• _Problem to work on_
Every entry must appear in the answer exactly as it does here.
Segment Start: Given data
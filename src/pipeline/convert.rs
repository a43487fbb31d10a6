//! Conversion requests and the resample → quantize step.

use thiserror::Error;

use crate::audio::{quantize, resample, AudioBuffer, BitDepth, BufferError};

/// Highest target sample rate accepted from the UI or settings.
pub const MAX_SAMPLE_RATE: u32 = 384_000;

// ---------------------------------------------------------------------------
// ConversionError
// ---------------------------------------------------------------------------

#[derive(Debug, Error, Clone, PartialEq)]
pub enum ConversionError {
    #[error("invalid sample rate {0} Hz (expected 1 to {MAX_SAMPLE_RATE} Hz)")]
    InvalidSampleRate(u32),

    #[error("unsupported bit depth `{0}` (expected 8, 16 or 24)")]
    UnsupportedBitDepth(String),

    #[error("nothing to convert: record audio first")]
    NothingCaptured,

    #[error("resampler error: {0}")]
    Resampler(String),

    #[error(transparent)]
    Buffer(#[from] BufferError),
}

// ---------------------------------------------------------------------------
// ConversionRequest
// ---------------------------------------------------------------------------

/// Target format of one digitization.
///
/// Only constructible through [`new`](Self::new) / [`parse`](Self::parse),
/// so a request in hand always has a rate in `1..=MAX_SAMPLE_RATE`.
#[derive(Debug, Clone, Copy, PartialEq, Eq, Hash)]
pub struct ConversionRequest {
    target_sample_rate: u32,
    target_bit_depth: BitDepth,
}

impl ConversionRequest {
    /// Build a request from raw integers.
    ///
    /// ```
    /// use audio_digitizer::audio::BitDepth;
    /// use audio_digitizer::pipeline::ConversionRequest;
    ///
    /// let req = ConversionRequest::new(8_000, 8).unwrap();
    /// assert_eq!(req.target_bit_depth(), BitDepth::Eight);
    /// assert!(ConversionRequest::new(0, 16).is_err());
    /// assert!(ConversionRequest::new(8_000, 12).is_err());
    /// ```
    pub fn new(target_sample_rate: u32, target_bits: u32) -> Result<Self, ConversionError> {
        Self::with_depth(target_sample_rate, BitDepth::try_from(target_bits)?)
    }

    /// Build a request from an already validated bit depth.
    pub fn with_depth(
        target_sample_rate: u32,
        target_bit_depth: BitDepth,
    ) -> Result<Self, ConversionError> {
        if target_sample_rate == 0 || target_sample_rate > MAX_SAMPLE_RATE {
            return Err(ConversionError::InvalidSampleRate(target_sample_rate));
        }
        Ok(Self {
            target_sample_rate,
            target_bit_depth,
        })
    }

    /// Build a request from the text of the two combo boxes.
    pub fn parse(rate: &str, bits: &str) -> Result<Self, ConversionError> {
        let rate: u32 = rate
            .trim()
            .parse()
            .map_err(|_| ConversionError::InvalidSampleRate(0))?;
        Self::with_depth(rate, bits.parse()?)
    }

    pub fn target_sample_rate(&self) -> u32 {
        self.target_sample_rate
    }

    pub fn target_bit_depth(&self) -> BitDepth {
        self.target_bit_depth
    }
}

/// Resample `original` to the requested rate, then requantize it to the
/// requested depth.
pub fn digitize(
    original: &AudioBuffer,
    request: &ConversionRequest,
) -> Result<AudioBuffer, ConversionError> {
    let resampled = resample(original, request.target_sample_rate())?;
    Ok(quantize(&resampled, request.target_bit_depth()))
}

// ---------------------------------------------------------------------------
// Tests
// ---------------------------------------------------------------------------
Segment End: Given data
• _Response for this exercise_
filename src/pipeline/convert.rs
repository a43487fbb31d10a6
//! Conversion requests and the resample → quantize step.

use thiserror::Error;

use crate::audio::{quantize, resample, AudioBuffer, BitDepth, BufferError};

/// Highest target sample rate accepted from the UI or settings.
pub const MAX_SAMPLE_RATE: u32 = 384_000;

// ---------------------------------------------------------------------------
// ConversionError
// ---------------------------------------------------------------------------

#[derive(Debug, Error, Clone, PartialEq)]
pub enum ConversionError {
    #[error("invalid sample rate {0} Hz (expected 1 to {MAX_SAMPLE_RATE} Hz)")]
    InvalidSampleRate(u32),

    #[error("unsupported bit depth `{0}` (expected 8, 16 or 24)")]
    UnsupportedBitDepth(String),

    #[error("nothing to convert: record audio first")]
    NothingCaptured,

    #[error("resampler error: {0}")]
    Resampler(String),

    #[error(transparent)]
    Buffer(#[from] BufferError),
}

// ---------------------------------------------------------------------------
// ConversionRequest
// ---------------------------------------------------------------------------

/// Target format of one digitization.
///
/// Only constructible through [`new`](Self::new) / [`parse`](Self::parse),
/// so a request in hand always has a rate in `1..=MAX_SAMPLE_RATE`.
#[derive(Debug, Clone, Copy, PartialEq, Eq, Hash)]
pub struct ConversionRequest {
    target_sample_rate: u32,
    target_bit_depth: BitDepth,
}

impl ConversionRequest {
    /// Build a request from raw integers.
    ///
    /// ```
    /// use audio_digitizer::audio::BitDepth;
    /// use audio_digitizer::pipeline::ConversionRequest;
    ///
    /// let req = ConversionRequest::new(8_000, 8).unwrap();
    /// assert_eq!(req.target_bit_depth(), BitDepth::Eight);
    /// assert!(ConversionRequest::new(0, 16).is_err());
    /// assert!(ConversionRequest::new(8_000, 12).is_err());
    /// ```
    pub fn new(target_sample_rate: u32, target_bits: u32) -> Result<Self, ConversionError> {
        Self::with_depth(target_sample_rate, BitDepth::try_from(target_bits)?)
    }

    /// Build a request from an already validated bit depth.
    pub fn with_depth(
        target_sample_rate: u32,
        target_bit_depth: BitDepth,
    ) -> Result<Self, ConversionError> {
        if target_sample_rate == 0 || target_sample_rate > MAX_SAMPLE_RATE {
            return Err(ConversionError::InvalidSampleRate(target_sample_rate));
        }
        Ok(Self {
            target_sample_rate,
            target_bit_depth,
        })
    }

    /// Build a request from the text of the two combo boxes.
    pub fn parse(rate: &str, bits: &str) -> Result<Self, ConversionError> {
        let rate: u32 = rate
            .trim()
            .parse()
            .map_err(|_| ConversionError::InvalidSampleRate(0))?;
        Self::with_depth(rate, bits.parse()?)
    }

    pub fn target_sample_rate(&self) -> u32 {
        self.target_sample_rate
    }

    pub fn target_bit_depth(&self) -> BitDepth {
        self.target_bit_depth
    }
}

/// Resample `original` to the requested rate, then requantize it to the
/// requested depth.
pub fn digitize(
    original: &AudioBuffer,
    request: &ConversionRequest,
) -> Result<AudioBuffer, ConversionError> {
    let resampled = resample(original, request.target_sample_rate())?;
    Ok(quantize(&resampled, request.target_bit_depth()))
}

// ---------------------------------------------------------------------------
// Tests
// ---------------------------------------------------------------------------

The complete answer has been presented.